- Conference: Independent
- Record: 10–12
- Head coach: Johnny Bach (3rd season);
- Home arena: Rec Hall

= 1970–71 Penn State Nittany Lions basketball team =

American college basketball season

The 1970–71 Penn State Nittany Lions men's basketball team represented the Pennsylvania State University during the 1970–71 NCAA University Division men's basketball season. The team was led by 3rd-year head coach Johnny Bach, and played their home games at Rec Hall in University Park, Pennsylvania.

==Schedule==

| Date time, TV | Rank^{#} | Opponent^{#} | Result | Record | Site city, state |
| December 2 |  | Bucknell | W 85–55 | 1–0 | Rec Hall University Park, Pennsylvania |
| December 5 |  | at Cornell | L 59–69 | 1–1 | Barton Hall Ithaca, NY |
| December 12 |  | Columbia | L 63–71 | 1–2 | Rec Hall University Park, Pennsylvania |
| December 17 |  | at Syracuse | L 81–92 | 1–3 | Manley Field House Syracuse, NY |
| December 19 |  | Boston College | W 66–63 | 2–3 | Rec Hall University Park, Pennsylvania |
| December 29 |  | vs.
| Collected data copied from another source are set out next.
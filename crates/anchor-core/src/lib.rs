//! # Anchor Core
//!
//! Local-first personal-memory retrieval engine. Ingested text lives in a
//! knowledge graph of **Compounds -> Molecules -> Atoms**; queries are
//! answered by combining full-text search, tag-graph traversal and
//! byte-precise radial content inflation into a ranked, budget-aware context
//! window ready for an LLM prompt.
//!
//! The pipeline behind [`AnchorEngine::search`]:
//!
//! - **Query parsing**: hashtag scoping, temporal extraction, POS filtering,
//!   conversational expansion, intent inference, entity pairs
//! - **Anchor search**: molecule full-text + atom-position radial seeding,
//!   with an OR-semantics fuzzy retry
//! - **Physics tag-walker**: gravity scoring over shared tags with the
//!   Unified Field Equation `W = sharedTags * alpha * exp(-lambda * dt) *
//!   (1 - hamming/64)`
//! - **Deduplication**: 64-bit similarity fingerprints, Hamming-clustered,
//!   tags and buckets merged, frequency accumulated
//! - **Context inflation**: byte-radial windows read from disk or the stored
//!   compound body, merged and word-trimmed
//! - **Budget assembly**: provenance/type/category/entity boosts, greedy
//!   packing under a character budget
//!
//! The store is a cache over the filesystem. A database that fails to open
//! is wiped and rebuilt (Tabula Rasa); the files remain the source of truth.
//!
//! ## Quick Start
//!
//! ```rust,ignore
//! use anchor_core::{AnchorConfig, AnchorEngine, SearchRequest};
//!
//! let engine = AnchorEngine::new(AnchorConfig::default())?;
//! let response = engine.search(&SearchRequest::new("what happened with project aurora"));
//! println!("{}", response.context);
//! ```

#![warn(rustdoc::missing_crate_level_docs)]

// ============================================================================
// MODULES
// ============================================================================

pub mod assemble;
pub mod config;
pub mod fingerprint;
pub mod inflate;
pub mod memory;
pub mod query;
pub mod search;
pub mod storage;

mod engine;

// ============================================================================
// PUBLIC API RE-EXPORTS
// ============================================================================

// Engine
pub use engine::{AnchorEngine, AnchorError, ErrorEnvelope};

// Configuration
pub use config::AnchorConfig;

// Memory types
pub use memory::{
    Atom, AtomPosition, AtomType, Compound, ConnectionType, Edge, Engram, Intent, Molecule,
    MoleculeType, Provenance, ProvenanceFilter, SearchFilters, SearchHit, SearchMetadata,
    SearchRequest, SearchResponse,
};

// Storage layer
pub use storage::{
    engram_key, MoleculeHit, MoleculeQuery, PositionHit, Storage, StorageError, WalkCandidate,
    WalkQuery,
};

// Fingerprints
pub use fingerprint::{hamming, simhash64, NO_SIGNATURE, SIMHASH_NEAR};

// Query parsing
pub use query::{ParsedQuery, QueryParser};

// Search stages
pub use search::{
    fts_expr, scaling, AnchorScaling, AnchorSearch, Deduplicator, TagWalker, GRAVITY_THRESHOLD,
    MAX_PER_HOP,
};

// Inflation and assembly
pub use assemble::{BudgetAssembler, EMPTY_CONTEXT, HEADER_OVERHEAD, PACK_FILL};
pub use inflate::{elastic_radius, ContextInflator};

// ============================================================================
// VERSION INFO
// ============================================================================

/// Crate version
pub const VERSION: &str = env!("CARGO_PKG_VERSION");

// ============================================================================
// PRELUDE
// ============================================================================

/// Convenient imports for common usage
pub mod prelude {
    pub use crate::{
        AnchorConfig, AnchorEngine, AnchorError, Provenance, ProvenanceFilter, SearchHit,
        SearchRequest, SearchResponse, Storage, StorageError,
    };
}
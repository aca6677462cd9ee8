//! Part-of-Speech Filtering
//!
//! A small lexicon-and-suffix tagger used only for query parsing: decide
//! whether a token is worth keeping as a search term. Closed-class function
//! words come from a fixed lexicon; open-class words are classified by
//! capitalization and suffix, defaulting to noun.

/// Coarse part-of-speech classes
#[derive(Debug, Clone, Copy, PartialEq, Eq)]
pub enum PartOfSpeech {
    Noun,
    Proper,
    Adjective,
    Verb,
    Adverb,
    /// Determiners, pronouns, prepositions, conjunctions, auxiliaries,
    /// conversational fillers
    Function,
}

/// Closed-class function words and conversational fillers. Lookups are on
/// lowercased tokens; keep the list sorted for the binary search.
const FUNCTION_WORDS: &[&str] = &[
    "about", "above", "after", "again", "against", "all", "also", "although", "am", "an", "and",
    "any", "anyway", "are", "around", "as", "at", "basically", "be", "because", "been", "before",
    "being", "below", "between", "both", "but", "by", "can", "could", "did", "do", "does", "doing",
    "down", "during", "each", "either", "few", "for", "from", "further", "had", "has", "have",
    "having", "he", "her", "here", "hers", "herself", "hey", "hi", "him", "himself", "his", "how",
    "i", "if", "in", "into", "is", "it", "its", "itself", "just", "like", "maybe", "me", "might",
    "more", "most", "must", "my", "myself", "no", "nor", "not", "of", "off", "okay", "on", "once",
    "only", "or", "other", "our", "ours", "ourselves", "out", "over", "own", "perhaps", "please",
    "shall", "she", "should", "so", "some", "such", "than", "that", "the", "their", "theirs",
    "them", "themselves", "then", "there", "these", "they", "this", "those", "through", "to",
    "too", "um", "under", "until", "up", "us", "very", "was", "we", "well", "were", "what", "when",
    "where", "which", "while", "who", "whom", "why", "will", "with", "would", "yeah", "yes", "you",
    "your", "yours", "yourself",
];

/// Suffixes that mark a token as adjectival.
const ADJECTIVE_SUFFIXES: &[&str] = &[
    "able", "al", "ful", "ible", "ic", "ish", "ive", "less", "ous",
];

/// Suffixes that mark a token as verbal.
const VERB_SUFFIXES: &[&str] = &["ate", "ed", "en", "ify", "ing", "ise", "ize"];

/// Tag a single token. `original` carries the pre-lowercasing form so proper
/// nouns can be spotted by capitalization.
pub fn tag(original: &str) -> PartOfSpeech {
    let lower = original.to_lowercase();
    if FUNCTION_WORDS.binary_search(&lower.as_str()).is_ok() {
        return PartOfSpeech::Function;
    }
    if original.chars().next().is_some_and(|c| c.is_uppercase()) {
        return PartOfSpeech::Proper;
    }
    if lower.len() > 4 && lower.ends_with("ly") {
        return PartOfSpeech::Adverb;
    }
    for suffix in ADJECTIVE_SUFFIXES {
        if lower.len() > suffix.len() + 2 && lower.ends_with(suffix) {
            return PartOfSpeech::Adjective;
        }
    }
    for suffix in VERB_SUFFIXES {
        if lower.len() > suffix.len() + 2 && lower.ends_with(suffix) {
            return PartOfSpeech::Verb;
        }
    }
    PartOfSpeech::Noun
}

/// Whether a token survives POS filtering: nouns, propers, adjectives and
/// verbs stay; everything else is query noise.
pub fn keep(original: &str) -> bool {
    matches!(
        tag(original),
        PartOfSpeech::Noun | PartOfSpeech::Proper | PartOfSpeech::Adjective | PartOfSpeech::Verb
    )
}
North Carolina | L 57–73 | 2–4 |  |
| December 30 |  | at Duke | L 56–67 | 2–5 | Greensboro Coliseum |
| January 9 |  | Seton Hall | W 77–76 | 3–5 | Rec Hall University Park, Pennsylvania |
| January 16 |  | at Pittsburgh | L 62–75 | 3–6 | Fitzgerald Field House Pittsburgh, Pennsylvania |
| January 20 |  | West Virginia | L 62–71 | 3–7 | Rec Hall University Park, Pennsylvania |
| January 23 |  | Army | W 65–48 | 4–7 | Rec Hall University Park, Pennsylvania |
| January 25 |  | Princeton | W 70–62 | 5–7 | Rec Hall University Park, Pennsylvania |
| January 30 |  | at Gettysburg | W 68–54 | 6–7 | Bream Gymnasium |
| February 3 |  | Syracuse | L 64–68 | 6–8 | Rec Hall University Park, Pennsylvania |
| February 6 |  | George Washington | W 94–61 | 7–8 | Rec Hall University Park, Pennsylvania |
| February 10 |  | at Temple | L 58–61 | 7–9 | McGonigle Hall Philadelphia, Pennsylvania |
| February 13 |  | Navy | W 73–62 | 8–9 | Rec Hall University Park, Pennsylvania |
| February 20 |  | Georgetown | W 84–75 | 9–9 | Rec Hall University Park, Pennsylvania |
| February 24 |  | at West Virginia | L 89–101 | 9–10 | WVU Coliseum Morgantown, WV |
| February 27 |  | Pittsburgh | W 71–65 | 10–10 | Rec Hall University Park, Pennsylvania |
| March 2 |  | at Kent State | L 85–86 | 10–11 | Memorial Athletic & Convocation Center Kent, Ohio |
| March 6 |  | at Rutgers | L 70–84 | 10–12 | College Avenue Gymnasium |
*Non-conference game. ^{#}Rankings from AP Poll. (#) Tournament seedings in parentheses.